Vol. 4 No. 2 (2018): Revista Indisciplinar

Políticas energéticas na Rússia: da terapia do choque à renacionalização parcial (1991-2008)

  • Igor Fuser
  • Túlio Cezar de Oliveira Bunder
Submitted
April 6, 2021
Published
2018-12-01

Abstract

The Russian position in energy sector is fundamental to the understanding of global geopolitics. Moscow has a great range of action in this field. However, a long process of transformation and struggles - throughout the 1990s and 2000s - was necessary for the establishment of this power in a cohesive and summarily directed manner. Thus, the objective of this work is highlight the trajectory of development in the energy sector and its innumerable changes that occurred in post-Soviet Russia.

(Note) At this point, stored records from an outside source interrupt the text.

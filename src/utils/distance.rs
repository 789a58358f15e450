// Distance calculation utilities

use crate::models::Location;

/// Mean Earth radius in kilometers
pub const EARTH_RADIUS_KM: f64 = 6371.0;

/// Calculate the great-circle (haversine) distance between two locations in kilometers
pub fn great_circle_distance(p1: &Location, p2: &Location) -> f64 {
    let rad_lat1 = p1.latitude.to_radians();
    let rad_lat2 = p2.latitude.to_radians();
    let a = rad_lat1 - rad_lat2;
    let b = p1.longitude.to_radians() - p2.longitude.to_radians();

    let central_angle = 2.0
        * ((a / 2.0).sin().powi(2) + rad_lat1.cos() * rad_lat2.cos() * (b / 2.0).sin().powi(2))
            .sqrt()
            .asin();

    (central_angle * EARTH_RADIUS_KM).abs()
}
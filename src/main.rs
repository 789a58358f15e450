use std::path::PathBuf;

use anyhow::{bail, Context};
use clap::Parser;
use log::error;

use route_planner::planner::{DisplaySink, RoutePlanner};
use route_planner::resolver::{CoordinateResolver, FallbackResolver, StaticResolver, SyntheticResolver};
use route_planner::{Algorithm, ErrorKind, PlannerConfig, RouteResult};

/// Plans a multi-stop route between a start and an end point
#[derive(Parser)]
#[command(name = "route-planner")]
#[command(about = "Orders waypoints between a start and an end using great-circle distances")]
struct Cli {
    /// Start place name
    #[arg(long, required_unless_present = "list_algorithms")]
    start: Option<String>,

    /// End place name (same as the start for a loop)
    #[arg(long, required_unless_present = "list_algorithms")]
    end: Option<String>,

    /// Waypoint place name, may be repeated
    #[arg(short, long = "waypoint")]
    waypoints: Vec<String>,

    /// File with one waypoint name per line
    #[arg(long)]
    waypoints_file: Option<PathBuf>,

    /// Ordering strategy: nearest or dijkstra
    #[arg(short, long)]
    algorithm: Option<Algorithm>,

    /// JSON configuration file
    #[arg(short, long)]
    config: Option<PathBuf>,

    /// Use synthetic coordinates for names that cannot be resolved
    #[arg(long)]
    synthetic_fallback: bool,

    /// Print the result as JSON
    #[arg(long)]
    json: bool,

    /// List the available algorithms and exit
    #[arg(long)]
    list_algorithms: bool,
}

/// Prints results to stdout and errors to the log
struct ConsoleSink {
    json: bool,
    failed: bool,
}

impl DisplaySink for ConsoleSink {
    fn on_route_computed(&mut self, result: &RouteResult) {
        if self.json {
            match serde_json::to_string_pretty(result) {
                Ok(json_str) => println!("{json_str}"),
                Err(e) => {
                    error!("Failed to serialize result: {e}");
                    self.failed = true;
                }
            }
        } else {
            println!("{result}");
        }
    }

    fn on_error(&mut self, kind: ErrorKind, message: &str) {
        error!("{kind:?}: {message}");
        self.failed = true;
    }
}

fn main() {
    env_logger::Builder::from_env(env_logger::Env::default().default_filter_or("info"))
        .target(env_logger::Target::Stderr)
        .init();

    if let Err(e) = run() {
        error!("{e:#}");
        std::process::exit(1);
    }
}

fn run() -> anyhow::Result<()> {
    let cli = Cli::parse();

    if cli.list_algorithms {
        for algorithm in Algorithm::ALL {
            println!("{}: {}", algorithm.name(), algorithm.description());
        }
        return Ok(());
    }

    let mut config = match &cli.config {
        Some(path) => PlannerConfig::from_file(path)
            .with_context(|| format!("loading configuration from {}", path.display()))?,
        None => PlannerConfig::default(),
    };
    if cli.synthetic_fallback {
        config.allow_synthetic_fallback = true;
    }

    let (Some(start), Some(end)) = (cli.start.as_deref(), cli.end.as_deref()) else {
        bail!("both --start and --end are required");
    };

    let gazetteer = StaticResolver::with_builtin_cities();
    let resolver: Box<dyn CoordinateResolver> = if config.allow_synthetic_fallback {
        Box::new(FallbackResolver::new(gazetteer, SyntheticResolver))
    } else {
        Box::new(gazetteer)
    };

    let planner = RoutePlanner::new(config);
    let mut request = planner.request(&resolver, start, end, &cli.waypoints, cli.algorithm)?;
    if let Some(path) = &cli.waypoints_file {
        planner
            .import_waypoints_file(&resolver, &mut request, path)
            .with_context(|| format!("importing waypoints from {}", path.display()))?;
    }

    let mut sink = ConsoleSink {
        json: cli.json,
        failed: false,
    };
    planner.plan_with_sink(&request, &mut sink);

    if sink.failed {
        bail!("route calculation failed");
    }
    Ok(())
}
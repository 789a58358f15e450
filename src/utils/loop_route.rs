// Loop route classification

use crate::models::Location;

/// Start and end closer than this are treated as the same place
pub const LOOP_DISTANCE_THRESHOLD_KM: f64 = 0.5;

/// Decides whether a route's start and end are effectively the same physical point
#[derive(Debug, Clone, Copy, PartialEq)]
pub struct LoopClassifier {
    threshold_km: f64,
}

impl LoopClassifier {
    pub fn new(threshold_km: f64) -> Self {
        Self { threshold_km }
    }

    pub fn threshold_km(&self) -> f64 {
        self.threshold_km
    }

    /// True when the two locations are at most `threshold_km` apart (inclusive)
    pub fn is_same_location(&self, c1: &Location, c2: &Location) -> bool {
        is_same_location(c1, c2, self.threshold_km)
    }
}

impl Default for LoopClassifier {
    fn default() -> Self {
        Self::new(LOOP_DISTANCE_THRESHOLD_KM)
    }
}

pub fn is_same_location(c1: &Location, c2: &Location, threshold_km: f64) -> bool {
    c1.distance_to(c2) <= threshold_km
}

To do so, primarily, the period led by Boris Yeltsin, marked by the country’s quest to enter the world economy and to transform itself into a full market economy - through the so-called “Shock Therapy”. Secondly, the Putin administration’s renationalization of the energy sector and its measures to centralize and intensify sector control by the state were addressed. As a result, could be recorded in the Yeltsin period no effective policies were put in place to promote state interests or national oil and gas production. Putin, in turn, has carried out a series of measures to control the sector, such as: strikes against oil oligarchs, fiscal reforms, the implementation of a sovereign fund and partial renationalization of the sector.